Exercise goal >> Exercise in exact copying. Transcribe every entry that follows, word for word.

Records supplied >>
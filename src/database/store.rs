// The seam between HTTP handlers and whatever backs the two tables

use anyhow::Result;
use async_trait::async_trait;

use crate::models::{Entrance, Notification, NotificationWithEntrance, StatusUpdate};

/// One method per gateway operation; each maps to exactly one SQL statement
/// in the Postgres implementation. Lists come back newest first.
#[async_trait]
pub trait NotificationStore: Send + Sync + 'static {
    async fn list_notifications(&self) -> Result<Vec<Notification>>;

    async fn list_notifications_with_entrance(&self) -> Result<Vec<NotificationWithEntrance>>;

    async fn find_notification(&self, id: i32) -> Result<Option<Notification>>;

    async fn list_notifications_by_entrance(&self, entrance_id: i32) -> Result<Vec<Notification>>;

    async fn list_entrances(&self) -> Result<Vec<Entrance>>;

    async fn find_entrance(&self, id: i32) -> Result<Option<Entrance>>;

    /// Returns the number of rows matched; zero means the id does not exist.
    async fn update_notification_status(&self, id: i32, update: &StatusUpdate) -> Result<u64>;
}
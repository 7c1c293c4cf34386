// Rows of the `notifications` table and the payload that updates them

use chrono::NaiveDateTime;
use serde::{Deserialize, Serialize};
use sqlx::FromRow;

use crate::models::entrance::EntranceSummary;

/// A row from the `notifications` table.
#[derive(Debug, Clone, PartialEq, Serialize, Deserialize, FromRow)]
pub struct Notification {
    pub id: i32,
    pub name: String,
    pub phone_number: String,
    pub message: String,
    pub status: String,
    pub entrance_id: Option<i32>,
    pub sent_date: Option<NaiveDateTime>,
    pub created_at: NaiveDateTime,
}

/// A notification LEFT JOINed with its entrance.
/// Every entrance column is null when `entrance_id` matches nothing.
#[derive(Debug, Clone, PartialEq, Serialize, Deserialize, FromRow)]
pub struct NotificationWithEntrance {
    #[serde(flatten)]
    #[sqlx(flatten)]
    pub notification: Notification,
    #[serde(flatten)]
    #[sqlx(flatten)]
    pub entrance: EntranceSummary,
}

/// Body of `PUT .../notifications/{id}/status`.
/// Both fields are optional here so a missing `status` reaches the handler as a 400.
#[derive(Debug, Default, Deserialize)]
pub struct UpdateStatusRequest {
    pub status: Option<String>,
    pub sent_date: Option<String>,
}

/// Validated status change handed to the store
#[derive(Debug, Clone, PartialEq)]
pub struct StatusUpdate {
    pub status: String,
    pub sent_date: Option<NaiveDateTime>,
}
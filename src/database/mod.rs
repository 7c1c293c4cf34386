pub mod postgres_service;
pub mod store;
pub mod update_builder;

pub use postgres_service::DatabaseService;
pub use store::NotificationStore;
pub use update_builder::UpdateBuilder;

Your response >>
filename src/database/store.rs
// The seam between HTTP handlers and whatever backs the two tables

use anyhow::Result;
use async_trait::async_trait;

use crate::models::{Entrance, Notification, NotificationWithEntrance, StatusUpdate};

/// One method per gateway operation; each maps to exactly one SQL statement
/// in the Postgres implementation. Lists come back newest first.
#[async_trait]
pub trait NotificationStore: Send + Sync + 'static {
    async fn list_notifications(&self) -> Result<Vec<Notification>>;

    async fn list_notifications_with_entrance(&self) -> Result<Vec<NotificationWithEntrance>>;

    async fn find_notification(&self, id: i32) -> Result<Option<Notification>>;

    async fn list_notifications_by_entrance(&self, entrance_id: i32) -> Result<Vec<Notification>>;

    async fn list_entrances(&self) -> Result<Vec<Entrance>>;

    async fn find_entrance(&self, id: i32) -> Result<Option<Entrance>>;

    /// Returns the number of rows matched; zero means the id does not exist.
    async fn update_notification_status(&self, id: i32, update: &StatusUpdate) -> Result<u64>;
}
repository 7c1c293c4cf34386
// Rows of the `notifications` table and the payload that updates them

use chrono::NaiveDateTime;
use serde::{Deserialize, Serialize};
use sqlx::FromRow;

use crate::models::entrance::EntranceSummary;

/// A row from the `notifications` table.
#[derive(Debug, Clone, PartialEq, Serialize, Deserialize, FromRow)]
pub struct Notification {
    pub id: i32,
    pub name: String,
    pub phone_number: String,
    pub message: String,
    pub status: String,
    pub entrance_id: Option<i32>,
    pub sent_date: Option<NaiveDateTime>,
    pub created_at: NaiveDateTime,
}

/// A notification LEFT JOINed with its entrance.
/// Every entrance column is null when `entrance_id` matches nothing.
#[derive(Debug, Clone, PartialEq, Serialize, Deserialize, FromRow)]
pub struct NotificationWithEntrance {
    #[serde(flatten)]
    #[sqlx(flatten)]
    pub notification: Notification,
    #[serde(flatten)]
    #[sqlx(flatten)]
    pub entrance: EntranceSummary,
}

/// Body of `PUT .../notifications/{id}/status`.
/// Both fields are optional here so a missing `status` reaches the handler as a 400.
#[derive(Debug, Default, Deserialize)]
pub struct UpdateStatusRequest {
    pub status: Option<String>,
    pub sent_date: Option<String>,
}

/// Validated status change handed to the store
#[derive(Debug, Clone, PartialEq)]
pub struct StatusUpdate {
    pub status: String,
    pub sent_date: Option<NaiveDateTime>,
}
filename src/database/mod.rs
repository 7c1c293c4cf34386
pub mod postgres_service;
pub mod store;
pub mod update_builder;

pub use postgres_service::DatabaseService;
pub use store::NotificationStore;
pub use update_builder::UpdateBuilder;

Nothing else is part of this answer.